** SUPPLIED INFORMATION follows **

use axum::{
    extract::{Path, State},
    http::StatusCode,
    response::{IntoResponse, Response},
    routing::{delete, get, post, put},
    Json, Router,
};
use chrono::NaiveDateTime;
use serde::{Deserialize, Serialize};
use std::borrow::Cow;
use std::sync::Arc;
use uuid::Uuid;
use validator::{Validate, ValidationError};

use crate::controllers::{validation_messages, BaseResponse};
use crate::models::User;
use crate::AppState;

pub fn routes() -> Router<Arc<AppState>> {
    Router::new()
        .route("/users", post(create_user))
        .route("/users", get(get_all_users))
        .route("/users/change-password", post(change_password))
        .route("/users/{id}", get(get_user_by_id))
        .route("/users/{id}", put(update_user))
        .route("/users/{id}", delete(delete_user))
}

/* ---------- DTOs ---------- */

#[derive(Debug, Deserialize, Validate)]
#[serde(rename_all = "camelCase")]
struct CreateUserRequest {
    #[validate(length(min = 1, max = 200, message = "Nome completo é obrigatório"))]
    full_name: String,
    #[validate(
        length(
            min = 3,
            max = 100,
            message = "Nome de usuário deve ter entre 3 e 100 caracteres"
        ),
        custom(function = validate_username)
    )]
    username: String,
    #[validate(length(min = 6, max = 100, message = "Senha deve ter no mínimo 6 caracteres"))]
    password: String,
    #[validate(custom(function = validate_role))]
    role: String,
}

#[derive(Debug, Deserialize, Validate)]
#[serde(rename_all = "camelCase")]
struct UpdateUserRequest {
    id: Uuid,
    #[validate(length(min = 1, max = 200, message = "Nome completo é obrigatório"))]
    full_name: String,
    #[validate(
        length(
            min = 3,
            max = 100,
            message = "Nome de usuário deve ter entre 3 e 100 caracteres"
        ),
        custom(function = validate_username)
    )]
    username: String,
    // Password only changes when one is supplied
    #[validate(length(min = 6, max = 100, message = "Senha deve ter no mínimo 6 caracteres"))]
    password: Option<String>,
    #[validate(custom(function = validate_role))]
    role: String,
}

#[derive(Debug, Deserialize, Validate)]
#[serde(rename_all = "camelCase")]
#[validate(schema(function = validate_password_change))]
struct ChangePasswordRequest {
    user_id: Uuid,
    #[validate(length(min = 1, message = "Senha atual é obrigatória"))]
    current_password: String,
    #[validate(length(min = 6, message = "Nova senha deve ter no mínimo 6 caracteres"))]
    new_password: String,
    #[validate(length(min = 1, message = "Confirmação de senha é obrigatória"))]
    confirm_new_password: String,
}

#[derive(Debug, Serialize)]
#[serde(rename_all = "camelCase")]
struct UserResponse {
    id: Uuid,
    full_name: String,
    username: String,
    role: String,
    created_at: NaiveDateTime,
    is_active: bool,
}

impl From<&User> for UserResponse {
    fn from(user: &User) -> Self {
        Self {
            id: user.id,
            full_name: user.full_name.clone(),
            username: user.username.clone(),
            role: user.role.clone(),
            created_at: user.created_at,
            is_active: user.is_active,
        }
    }
}

/* ---------- validation rules ---------- */

fn rule_error(code: &'static str, message: &'static str) -> ValidationError {
    let mut error = ValidationError::new(code);
    error.message = Some(Cow::Borrowed(message));
    error
}

fn validate_username(username: &str) -> Result<(), ValidationError> {
    let valid = username
        .chars()
        .all(|c| c.is_ascii_alphanumeric() || matches!(c, '.' | '-' | '_'));
    if valid {
        Ok(())
    } else {
        Err(rule_error(
            "username",
            "Nome de usuário deve conter apenas letras, números, ponto, hífen ou underscore",
        ))
    }
}

fn validate_role(role: &str) -> Result<(), ValidationError> {
    if role == "Admin" || role == "Employee" {
        Ok(())
    } else {
        Err(rule_error("role", "Função deve ser 'Admin' ou 'Employee'"))
    }
}

fn validate_password_change(req: &ChangePasswordRequest) -> Result<(), ValidationError> {
    if req.new_password == req.current_password {
        return Err(rule_error(
            "password_change",
            "Nova senha deve ser diferente da senha atual",
        ));
    }
    if req.confirm_new_password != req.new_password {
        return Err(rule_error(
            "password_change",
            "Confirmação de senha não confere",
        ));
    }
    Ok(())
}

/* ---------- handlers ---------- */

// POST /api/users
async fn create_user(
    State(state): State<Arc<AppState>>,
    Json(req): Json<CreateUserRequest>,
) -> Response {
    if let Err(errors) = req.validate() {
        return (
            StatusCode::BAD_REQUEST,
            Json(BaseResponse::<UserResponse>::failure_with_errors(
                "Dados inválidos",
                validation_messages(&errors),
            )),
        )
            .into_response();
    }

    let pool = &state.db.pool;
    let username = req.username.to_lowercase();

    match User::find_by_username(pool, &username).await {
        Ok(Some(_)) => {
            return (
                StatusCode::BAD_REQUEST,
                Json(BaseResponse::<UserResponse>::failure(
                    "Nome de usuário já está em uso",
                )),
            )
                .into_response();
        }
        Ok(None) => {}
        Err(e) => return sql_failure("create_user", e),
    }

    let password_hash = User::hash_password(&req.password);
    match User::insert(pool, &req.full_name, &username, &password_hash, &req.role).await {
        Ok(user) => (
            StatusCode::CREATED,
            Json(BaseResponse::success_with_message(
                UserResponse::from(&user),
                "Usuário cadastrado com sucesso",
            )),
        )
            .into_response(),
        Err(e) => {
            tracing::error!("create_user insert error: {:?}", e);
            (
                StatusCode::BAD_REQUEST,
                Json(BaseResponse::<UserResponse>::failure(
                    "Erro ao cadastrar usuário",
                )),
            )
                .into_response()
        }
    }
}

// PUT /api/users/{id}
async fn update_user(
    State(state): State<Arc<AppState>>,
    Path(id): Path<Uuid>,
    Json(req): Json<UpdateUserRequest>,
) -> Response {
    if id != req.id {
        return (
            StatusCode::BAD_REQUEST,
            Json(BaseResponse::<UserResponse>::failure(
                "ID do usuário não corresponde",
            )),
        )
            .into_response();
    }

    if let Err(errors) = req.validate() {
        return (
            StatusCode::BAD_REQUEST,
            Json(BaseResponse::<UserResponse>::failure_with_errors(
                "Dados inválidos",
                validation_messages(&errors),
            )),
        )
            .into_response();
    }

    let pool = &state.db.pool;
    let username = req.username.to_lowercase();

    match User::find_by_username(pool, &username).await {
        Ok(Some(existing)) if existing.id != id => {
            return (
                StatusCode::BAD_REQUEST,
                Json(BaseResponse::<UserResponse>::failure(
                    "Nome de usuário já está em uso",
                )),
            )
                .into_response();
        }
        Ok(_) => {}
        Err(e) => return sql_failure("update_user", e),
    }

    let password_hash = req.password.as_deref().map(User::hash_password);
    match User::update(
        pool,
        id,
        &req.full_name,
        &username,
        password_hash.as_deref(),
        &req.role,
    )
    .await
    {
        Ok(Some(user)) => (
            StatusCode::OK,
            Json(BaseResponse::success_with_message(
                UserResponse::from(&user),
                "Usuário atualizado com sucesso",
            )),
        )
            .into_response(),
        Ok(None) => (
            StatusCode::BAD_REQUEST,
            Json(BaseResponse::<UserResponse>::failure(
                "Usuário não encontrado",
            )),
        )
            .into_response(),
        Err(e) => sql_failure("update_user", e),
    }
}

// GET /api/users/{id}
async fn get_user_by_id(State(state): State<Arc<AppState>>, Path(id): Path<Uuid>) -> Response {
    match User::find_by_id(&state.db.pool, id).await {
        Ok(Some(user)) => (
            StatusCode::OK,
            Json(BaseResponse::success(UserResponse::from(&user))),
        )
            .into_response(),
        Ok(None) => (
            StatusCode::NOT_FOUND,
            Json(BaseResponse::<UserResponse>::failure(
                "Usuário não encontrado",
            )),
        )
            .into_response(),
        Err(e) => sql_failure("get_user_by_id", e),
    }
}

// GET /api/users
async fn get_all_users(State(state): State<Arc<AppState>>) -> Response {
    match User::list_active(&state.db.pool).await {
        Ok(users) => {
            let responses: Vec<UserResponse> = users.iter().map(UserResponse::from).collect();
            (StatusCode::OK, Json(BaseResponse::success(responses))).into_response()
        }
        Err(e) => sql_failure("get_all_users", e),
    }
}

// DELETE /api/users/{id} (deactivation; refused while the user owns bookings)
async fn delete_user(State(state): State<Arc<AppState>>, Path(id): Path<Uuid>) -> Response {
    let pool = &state.db.pool;

    match User::find_by_id(pool, id).await {
        Ok(Some(_)) => {}
        Ok(None) => {
            return (
                StatusCode::BAD_REQUEST,
                Json(BaseResponse::<bool>::failure("Usuário não encontrado")),
            )
                .into_response();
        }
        Err(e) => return sql_failure("delete_user", e),
    }

    match User::has_appointments(pool, id).await {
        Ok(true) => {
            return (
                StatusCode::BAD_REQUEST,
                Json(BaseResponse::<bool>::failure(
                    "Não é possível excluir usuário que possui agendamentos cadastrados. \
                     Desative o usuário ao invés de excluí-lo.",
                )),
            )
                .into_response();
        }
        Ok(false) => {}
        Err(e) => return sql_failure("delete_user", e),
    }

    match User::deactivate(pool, id).await {
        Ok(_) => (
            StatusCode::OK,
            Json(BaseResponse::success_with_message(
                true,
                "Usuário desativado com sucesso",
            )),
        )
            .into_response(),
        Err(e) => sql_failure("delete_user", e),
    }
}

// POST /api/users/change-password
async fn change_password(
    State(state): State<Arc<AppState>>,
    Json(req): Json<ChangePasswordRequest>,
) -> Response {
    if let Err(errors) = req.validate() {
        return (
            StatusCode::BAD_REQUEST,
            Json(BaseResponse::<bool>::failure_with_errors(
                "Dados inválidos",
                validation_messages(&errors),
            )),
        )
            .into_response();
    }

    let pool = &state.db.pool;

    let user = match User::find_by_id(pool, req.user_id).await {
        Ok(Some(user)) => user,
        Ok(None) => {
            return (
                StatusCode::BAD_REQUEST,
                Json(BaseResponse::<bool>::failure("Usuário não encontrado")),
            )
                .into_response();
        }
        Err(e) => return sql_failure("change_password", e),
    };

    if !user.verify_password(&req.current_password) {
        return (
            StatusCode::BAD_REQUEST,
            Json(BaseResponse::<bool>::failure("Senha atual incorreta")),
        )
            .into_response();
    }

    let new_hash = User::hash_password(&req.new_password);
    match User::update_password(pool, req.user_id, &new_hash).await {
        Ok(_) => (
            StatusCode::OK,
            Json(BaseResponse::success_with_message(
                true,
                "Senha alterada com sucesso",
            )),
        )
            .into_response(),
        Err(e) => sql_failure("change_password", e),
    }
}

fn sql_failure(context: &str, e: sqlx::Error) -> Response {
    tracing::error!("{} sql error: {:?}", context, e);
    (
        StatusCode::INTERNAL_SERVER_ERROR,
        Json(BaseResponse::<()>::failure("Erro interno do servidor")),
    )
        .into_response()
}

#[cfg(test)]
mod tests {
    use super::*;

    #[test]
    fn username_charset() {
        assert!(validate_username("ana.souza_2").is_ok());
        assert!(validate_username("ana souza").is_err());
        assert!(validate_username("ana@souza").is_err());
    }

    #[test]
    fn role_must_be_admin_or_employee() {
        assert!(validate_role("Admin").is_ok());
        assert!(validate_role("Employee").is_ok());
        assert!(validate_role("Gerente").is_err());
    }

    #[test]
    fn password_change_cross_field_rules() {
        let mut req = ChangePasswordRequest {
            user_id: Uuid::new_v4(),
            current_password: "old-secret".to_string(),
            new_password: "new-secret".to_string(),
            confirm_new_password: "new-secret".to_string(),
        };
        assert!(req.validate().is_ok());

        req.confirm_new_password = "other".to_string();
        assert!(req.validate().is_err());

        req.confirm_new_password = req.current_password.clone();
        req.new_password = req.current_password.clone();
        assert!(req.validate().is_err());
    }
}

** End of SUPPLIED INFORMATION **

• _INSTRUCTIONS TO FOLLOW_:
Go through the listing above, and whenever a line holds the word "tracing", copy it.

• _SOLUTION FOR THIS EXERCISE_:
            tracing::error!("create_user insert error: {:?}", e);
    tracing::error!("{} sql error: {:?}", context, e);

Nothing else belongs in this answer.